* _Task instructions_
Starting at the line that holds "Privacy shield helpers." and stopping at the line that holds "Hash, Serialize, Deserialize)]", restate the records below word for word, with both of those lines included.

Records contained in a dataset:

================

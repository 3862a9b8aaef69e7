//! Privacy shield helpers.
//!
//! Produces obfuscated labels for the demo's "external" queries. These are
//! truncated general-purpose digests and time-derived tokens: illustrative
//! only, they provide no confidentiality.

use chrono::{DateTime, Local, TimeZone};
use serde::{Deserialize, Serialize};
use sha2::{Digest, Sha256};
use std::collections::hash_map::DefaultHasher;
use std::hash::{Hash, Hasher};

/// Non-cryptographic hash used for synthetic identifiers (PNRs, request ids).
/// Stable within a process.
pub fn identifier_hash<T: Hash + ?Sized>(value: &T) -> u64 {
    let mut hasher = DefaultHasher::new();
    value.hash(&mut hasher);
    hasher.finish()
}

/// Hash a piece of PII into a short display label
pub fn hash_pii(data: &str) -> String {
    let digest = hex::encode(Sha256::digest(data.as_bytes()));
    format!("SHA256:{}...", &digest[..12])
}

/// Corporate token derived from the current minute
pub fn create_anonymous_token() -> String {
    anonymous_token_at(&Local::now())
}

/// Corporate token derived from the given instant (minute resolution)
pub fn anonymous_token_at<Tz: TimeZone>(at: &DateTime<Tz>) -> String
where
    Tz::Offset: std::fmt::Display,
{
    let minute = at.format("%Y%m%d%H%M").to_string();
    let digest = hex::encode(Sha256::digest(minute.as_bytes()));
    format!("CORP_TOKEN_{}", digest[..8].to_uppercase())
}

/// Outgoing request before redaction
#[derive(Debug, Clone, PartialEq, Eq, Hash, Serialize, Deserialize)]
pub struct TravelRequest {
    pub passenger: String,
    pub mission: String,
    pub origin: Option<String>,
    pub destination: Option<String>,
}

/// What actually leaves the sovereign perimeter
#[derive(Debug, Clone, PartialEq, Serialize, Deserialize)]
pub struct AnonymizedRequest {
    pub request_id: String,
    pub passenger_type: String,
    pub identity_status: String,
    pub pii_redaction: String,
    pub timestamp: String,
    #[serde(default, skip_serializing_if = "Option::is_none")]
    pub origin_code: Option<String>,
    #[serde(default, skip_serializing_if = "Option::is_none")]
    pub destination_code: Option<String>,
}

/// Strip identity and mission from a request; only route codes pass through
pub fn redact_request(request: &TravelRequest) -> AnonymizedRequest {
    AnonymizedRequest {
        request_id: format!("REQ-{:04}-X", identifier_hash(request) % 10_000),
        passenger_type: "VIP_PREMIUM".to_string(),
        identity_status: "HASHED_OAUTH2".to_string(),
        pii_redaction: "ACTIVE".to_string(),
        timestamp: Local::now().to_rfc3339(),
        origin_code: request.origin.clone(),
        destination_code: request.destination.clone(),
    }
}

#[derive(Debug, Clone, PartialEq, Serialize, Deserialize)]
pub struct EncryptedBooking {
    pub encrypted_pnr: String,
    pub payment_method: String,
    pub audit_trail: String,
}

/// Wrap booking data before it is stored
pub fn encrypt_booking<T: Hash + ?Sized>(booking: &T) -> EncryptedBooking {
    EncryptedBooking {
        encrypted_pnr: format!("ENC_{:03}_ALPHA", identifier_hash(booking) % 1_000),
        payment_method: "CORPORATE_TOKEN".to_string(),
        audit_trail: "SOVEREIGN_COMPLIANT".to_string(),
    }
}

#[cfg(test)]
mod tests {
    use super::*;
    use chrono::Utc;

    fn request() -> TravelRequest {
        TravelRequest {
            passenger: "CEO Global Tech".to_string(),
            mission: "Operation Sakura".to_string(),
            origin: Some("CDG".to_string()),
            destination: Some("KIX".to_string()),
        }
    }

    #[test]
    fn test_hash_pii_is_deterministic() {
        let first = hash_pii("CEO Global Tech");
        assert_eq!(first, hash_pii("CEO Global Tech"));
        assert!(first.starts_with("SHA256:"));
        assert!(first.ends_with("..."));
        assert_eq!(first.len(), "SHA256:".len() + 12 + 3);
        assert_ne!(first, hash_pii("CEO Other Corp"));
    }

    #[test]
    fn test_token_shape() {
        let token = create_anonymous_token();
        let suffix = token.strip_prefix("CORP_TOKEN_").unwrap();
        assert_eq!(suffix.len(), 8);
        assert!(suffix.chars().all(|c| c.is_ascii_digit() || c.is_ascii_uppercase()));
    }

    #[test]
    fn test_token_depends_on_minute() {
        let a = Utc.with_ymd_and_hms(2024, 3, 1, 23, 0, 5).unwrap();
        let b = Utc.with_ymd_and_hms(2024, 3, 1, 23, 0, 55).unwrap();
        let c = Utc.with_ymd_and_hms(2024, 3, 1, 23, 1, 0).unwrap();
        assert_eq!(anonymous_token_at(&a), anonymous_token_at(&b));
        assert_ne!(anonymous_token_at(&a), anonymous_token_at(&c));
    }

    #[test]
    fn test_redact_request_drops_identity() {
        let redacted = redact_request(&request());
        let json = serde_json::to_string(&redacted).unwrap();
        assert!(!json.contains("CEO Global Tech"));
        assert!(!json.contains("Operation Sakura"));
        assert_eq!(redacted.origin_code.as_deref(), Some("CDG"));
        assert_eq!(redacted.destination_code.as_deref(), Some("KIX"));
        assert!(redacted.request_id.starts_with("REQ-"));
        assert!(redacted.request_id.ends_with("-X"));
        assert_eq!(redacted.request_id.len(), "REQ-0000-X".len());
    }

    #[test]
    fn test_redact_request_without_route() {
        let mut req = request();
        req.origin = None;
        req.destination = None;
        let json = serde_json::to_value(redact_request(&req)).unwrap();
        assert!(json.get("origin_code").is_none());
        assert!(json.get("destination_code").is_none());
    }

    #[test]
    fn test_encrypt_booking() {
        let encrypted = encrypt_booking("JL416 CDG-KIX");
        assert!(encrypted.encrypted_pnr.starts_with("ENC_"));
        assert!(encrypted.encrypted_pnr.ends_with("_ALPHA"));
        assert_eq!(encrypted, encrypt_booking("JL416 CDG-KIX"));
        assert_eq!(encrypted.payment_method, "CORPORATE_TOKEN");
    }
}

================

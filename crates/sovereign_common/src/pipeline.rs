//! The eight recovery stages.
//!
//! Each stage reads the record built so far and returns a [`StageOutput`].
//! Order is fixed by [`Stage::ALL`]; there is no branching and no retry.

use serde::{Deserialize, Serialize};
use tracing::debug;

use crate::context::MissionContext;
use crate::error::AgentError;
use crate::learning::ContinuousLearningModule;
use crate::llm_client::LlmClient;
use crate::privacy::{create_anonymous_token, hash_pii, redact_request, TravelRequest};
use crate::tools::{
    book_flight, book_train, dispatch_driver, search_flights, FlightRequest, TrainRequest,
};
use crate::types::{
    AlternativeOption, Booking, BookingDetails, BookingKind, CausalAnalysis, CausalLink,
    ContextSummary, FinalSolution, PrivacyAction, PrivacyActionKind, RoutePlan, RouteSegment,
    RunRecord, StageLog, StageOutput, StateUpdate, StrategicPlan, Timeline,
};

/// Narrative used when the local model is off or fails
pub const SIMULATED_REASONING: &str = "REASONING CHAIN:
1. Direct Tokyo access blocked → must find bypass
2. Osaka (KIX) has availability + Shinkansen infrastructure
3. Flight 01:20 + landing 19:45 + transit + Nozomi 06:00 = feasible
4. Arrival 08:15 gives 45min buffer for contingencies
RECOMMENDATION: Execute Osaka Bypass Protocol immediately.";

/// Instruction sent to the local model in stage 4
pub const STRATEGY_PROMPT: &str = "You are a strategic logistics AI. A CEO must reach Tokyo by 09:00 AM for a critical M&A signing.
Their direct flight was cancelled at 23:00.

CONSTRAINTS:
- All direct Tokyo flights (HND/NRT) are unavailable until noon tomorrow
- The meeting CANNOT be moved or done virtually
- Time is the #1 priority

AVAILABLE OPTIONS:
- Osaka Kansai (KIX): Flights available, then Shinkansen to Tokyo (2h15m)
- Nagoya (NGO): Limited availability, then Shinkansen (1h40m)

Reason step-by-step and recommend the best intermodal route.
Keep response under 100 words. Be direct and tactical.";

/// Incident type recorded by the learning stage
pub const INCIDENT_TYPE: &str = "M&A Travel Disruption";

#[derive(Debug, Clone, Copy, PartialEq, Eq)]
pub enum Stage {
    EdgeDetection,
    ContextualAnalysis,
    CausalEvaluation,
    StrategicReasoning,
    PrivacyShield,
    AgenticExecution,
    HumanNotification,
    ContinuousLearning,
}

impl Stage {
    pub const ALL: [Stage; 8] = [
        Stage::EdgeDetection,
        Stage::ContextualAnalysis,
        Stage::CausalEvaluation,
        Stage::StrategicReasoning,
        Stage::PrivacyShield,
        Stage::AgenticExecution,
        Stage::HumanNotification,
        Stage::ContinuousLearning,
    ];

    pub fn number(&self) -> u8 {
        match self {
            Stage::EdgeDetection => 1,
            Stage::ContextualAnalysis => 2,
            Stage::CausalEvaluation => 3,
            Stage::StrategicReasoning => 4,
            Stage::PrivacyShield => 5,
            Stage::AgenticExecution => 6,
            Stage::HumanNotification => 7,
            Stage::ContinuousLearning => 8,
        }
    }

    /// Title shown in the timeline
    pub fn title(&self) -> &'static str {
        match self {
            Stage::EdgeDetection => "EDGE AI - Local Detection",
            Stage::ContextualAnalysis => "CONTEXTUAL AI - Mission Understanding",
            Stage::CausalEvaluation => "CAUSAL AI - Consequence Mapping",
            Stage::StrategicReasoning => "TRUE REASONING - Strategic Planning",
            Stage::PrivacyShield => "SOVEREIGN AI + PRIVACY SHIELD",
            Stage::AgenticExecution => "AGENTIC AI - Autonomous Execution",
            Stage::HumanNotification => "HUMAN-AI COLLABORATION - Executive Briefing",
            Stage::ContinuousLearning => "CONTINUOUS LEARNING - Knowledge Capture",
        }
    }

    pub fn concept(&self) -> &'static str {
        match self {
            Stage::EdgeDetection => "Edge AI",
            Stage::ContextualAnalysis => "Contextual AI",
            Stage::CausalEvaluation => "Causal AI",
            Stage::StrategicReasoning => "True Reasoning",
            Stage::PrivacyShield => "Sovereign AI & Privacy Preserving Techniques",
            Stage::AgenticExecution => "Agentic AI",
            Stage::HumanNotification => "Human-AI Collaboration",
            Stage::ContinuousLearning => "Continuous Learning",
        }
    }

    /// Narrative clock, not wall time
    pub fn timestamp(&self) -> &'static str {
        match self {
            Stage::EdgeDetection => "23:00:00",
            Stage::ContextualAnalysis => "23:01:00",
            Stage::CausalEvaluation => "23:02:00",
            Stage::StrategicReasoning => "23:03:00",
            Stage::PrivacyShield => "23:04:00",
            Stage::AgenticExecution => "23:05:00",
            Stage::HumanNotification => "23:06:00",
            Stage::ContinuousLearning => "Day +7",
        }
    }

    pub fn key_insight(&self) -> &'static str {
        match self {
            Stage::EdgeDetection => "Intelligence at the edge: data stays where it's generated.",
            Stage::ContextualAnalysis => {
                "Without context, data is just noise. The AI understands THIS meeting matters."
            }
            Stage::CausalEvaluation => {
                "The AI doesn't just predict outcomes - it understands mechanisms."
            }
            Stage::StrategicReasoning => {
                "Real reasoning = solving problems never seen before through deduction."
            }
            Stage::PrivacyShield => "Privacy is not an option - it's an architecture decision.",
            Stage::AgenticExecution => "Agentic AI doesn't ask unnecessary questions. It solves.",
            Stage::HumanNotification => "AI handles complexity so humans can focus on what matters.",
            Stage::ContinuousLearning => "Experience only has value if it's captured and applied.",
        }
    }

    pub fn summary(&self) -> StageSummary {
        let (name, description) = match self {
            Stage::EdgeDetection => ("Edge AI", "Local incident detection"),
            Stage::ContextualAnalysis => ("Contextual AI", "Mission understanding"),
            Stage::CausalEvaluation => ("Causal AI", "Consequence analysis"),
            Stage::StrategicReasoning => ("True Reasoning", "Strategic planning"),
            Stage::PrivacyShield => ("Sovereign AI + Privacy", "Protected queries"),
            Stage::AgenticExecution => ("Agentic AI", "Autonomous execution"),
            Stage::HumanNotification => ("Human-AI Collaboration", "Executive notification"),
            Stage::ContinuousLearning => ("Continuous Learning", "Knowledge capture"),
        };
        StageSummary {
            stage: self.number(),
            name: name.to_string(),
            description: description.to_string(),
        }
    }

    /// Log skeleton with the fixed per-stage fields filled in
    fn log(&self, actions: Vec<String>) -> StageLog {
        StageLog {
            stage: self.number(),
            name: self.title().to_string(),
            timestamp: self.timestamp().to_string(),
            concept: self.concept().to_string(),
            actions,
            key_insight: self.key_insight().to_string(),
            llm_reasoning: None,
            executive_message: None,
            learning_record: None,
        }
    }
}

================

* _Worked solution_
//! Privacy shield helpers.
//!
//! Produces obfuscated labels for the demo's "external" queries. These are
//! truncated general-purpose digests and time-derived tokens: illustrative
//! only, they provide no confidentiality.

use chrono::{DateTime, Local, TimeZone};
use serde::{Deserialize, Serialize};
use sha2::{Digest, Sha256};
use std::collections::hash_map::DefaultHasher;
use std::hash::{Hash, Hasher};

/// Non-cryptographic hash used for synthetic identifiers (PNRs, request ids).
/// Stable within a process.
pub fn identifier_hash<T: Hash + ?Sized>(value: &T) -> u64 {
    let mut hasher = DefaultHasher::new();
    value.hash(&mut hasher);
    hasher.finish()
}

/// Hash a piece of PII into a short display label
pub fn hash_pii(data: &str) -> String {
    let digest = hex::encode(Sha256::digest(data.as_bytes()));
    format!("SHA256:{}...", &digest[..12])
}

/// Corporate token derived from the current minute
pub fn create_anonymous_token() -> String {
    anonymous_token_at(&Local::now())
}

/// Corporate token derived from the given instant (minute resolution)
pub fn anonymous_token_at<Tz: TimeZone>(at: &DateTime<Tz>) -> String
where
    Tz::Offset: std::fmt::Display,
{
    let minute = at.format("%Y%m%d%H%M").to_string();
    let digest = hex::encode(Sha256::digest(minute.as_bytes()));
    format!("CORP_TOKEN_{}", digest[..8].to_uppercase())
}

/// Outgoing request before redaction
#[derive(Debug, Clone, PartialEq, Eq, Hash, Serialize, Deserialize)]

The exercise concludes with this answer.